The problem >>
Whenever a line below holds the word "that", count it; then give the total and nothing else.

++++++++++++++++++++

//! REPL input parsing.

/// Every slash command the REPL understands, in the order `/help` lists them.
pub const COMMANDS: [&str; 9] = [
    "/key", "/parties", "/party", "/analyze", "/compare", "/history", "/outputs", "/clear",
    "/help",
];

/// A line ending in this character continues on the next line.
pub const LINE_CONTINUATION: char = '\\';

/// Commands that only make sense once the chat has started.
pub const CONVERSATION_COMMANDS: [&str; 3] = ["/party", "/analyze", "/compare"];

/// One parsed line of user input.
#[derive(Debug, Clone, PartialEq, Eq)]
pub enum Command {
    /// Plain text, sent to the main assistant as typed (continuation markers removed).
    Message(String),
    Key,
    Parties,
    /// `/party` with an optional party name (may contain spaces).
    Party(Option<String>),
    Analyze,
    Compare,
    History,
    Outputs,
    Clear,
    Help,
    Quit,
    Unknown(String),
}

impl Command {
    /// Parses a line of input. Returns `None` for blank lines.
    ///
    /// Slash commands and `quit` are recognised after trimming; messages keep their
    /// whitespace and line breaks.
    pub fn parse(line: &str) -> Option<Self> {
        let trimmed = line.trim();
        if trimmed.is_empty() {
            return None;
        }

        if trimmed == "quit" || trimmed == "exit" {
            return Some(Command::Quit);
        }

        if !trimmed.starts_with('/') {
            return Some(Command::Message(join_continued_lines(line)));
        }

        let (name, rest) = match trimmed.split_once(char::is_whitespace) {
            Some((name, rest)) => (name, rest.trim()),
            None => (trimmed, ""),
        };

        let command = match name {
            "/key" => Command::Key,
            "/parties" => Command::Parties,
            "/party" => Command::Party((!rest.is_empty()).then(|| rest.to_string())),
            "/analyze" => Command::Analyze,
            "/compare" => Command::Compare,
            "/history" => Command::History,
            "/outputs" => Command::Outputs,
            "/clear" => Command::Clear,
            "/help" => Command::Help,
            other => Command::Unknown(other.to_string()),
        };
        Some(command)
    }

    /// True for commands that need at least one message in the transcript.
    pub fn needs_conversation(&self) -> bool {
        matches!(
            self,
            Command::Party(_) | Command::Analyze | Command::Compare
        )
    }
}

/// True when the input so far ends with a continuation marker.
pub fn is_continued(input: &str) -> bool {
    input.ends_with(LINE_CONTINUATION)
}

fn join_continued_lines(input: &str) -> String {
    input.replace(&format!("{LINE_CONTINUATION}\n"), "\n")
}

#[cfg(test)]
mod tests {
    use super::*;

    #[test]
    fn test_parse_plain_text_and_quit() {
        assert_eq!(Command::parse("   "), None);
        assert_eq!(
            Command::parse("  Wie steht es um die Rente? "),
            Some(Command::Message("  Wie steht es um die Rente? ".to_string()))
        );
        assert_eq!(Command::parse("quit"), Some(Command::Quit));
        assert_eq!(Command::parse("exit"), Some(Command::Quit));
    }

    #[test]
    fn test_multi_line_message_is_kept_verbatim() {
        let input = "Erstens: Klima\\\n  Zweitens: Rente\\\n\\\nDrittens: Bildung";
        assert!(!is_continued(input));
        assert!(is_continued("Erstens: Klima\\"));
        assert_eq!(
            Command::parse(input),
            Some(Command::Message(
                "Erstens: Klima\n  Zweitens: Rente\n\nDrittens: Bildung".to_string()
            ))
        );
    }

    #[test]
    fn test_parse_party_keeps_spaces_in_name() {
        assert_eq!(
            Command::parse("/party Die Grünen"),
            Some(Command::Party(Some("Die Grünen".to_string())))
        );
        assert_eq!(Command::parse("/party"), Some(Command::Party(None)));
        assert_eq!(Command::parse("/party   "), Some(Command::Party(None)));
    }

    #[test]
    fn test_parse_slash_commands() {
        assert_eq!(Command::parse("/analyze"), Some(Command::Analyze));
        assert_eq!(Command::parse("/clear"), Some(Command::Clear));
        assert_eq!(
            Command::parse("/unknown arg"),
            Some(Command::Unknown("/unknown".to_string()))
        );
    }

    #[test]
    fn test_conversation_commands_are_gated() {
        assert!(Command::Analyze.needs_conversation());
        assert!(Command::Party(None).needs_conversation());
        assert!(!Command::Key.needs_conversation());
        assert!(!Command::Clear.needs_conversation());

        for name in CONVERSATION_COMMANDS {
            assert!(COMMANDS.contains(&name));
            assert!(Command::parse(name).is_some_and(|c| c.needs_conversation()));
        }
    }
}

++++++++++++++++++++

Solution to this task >>
2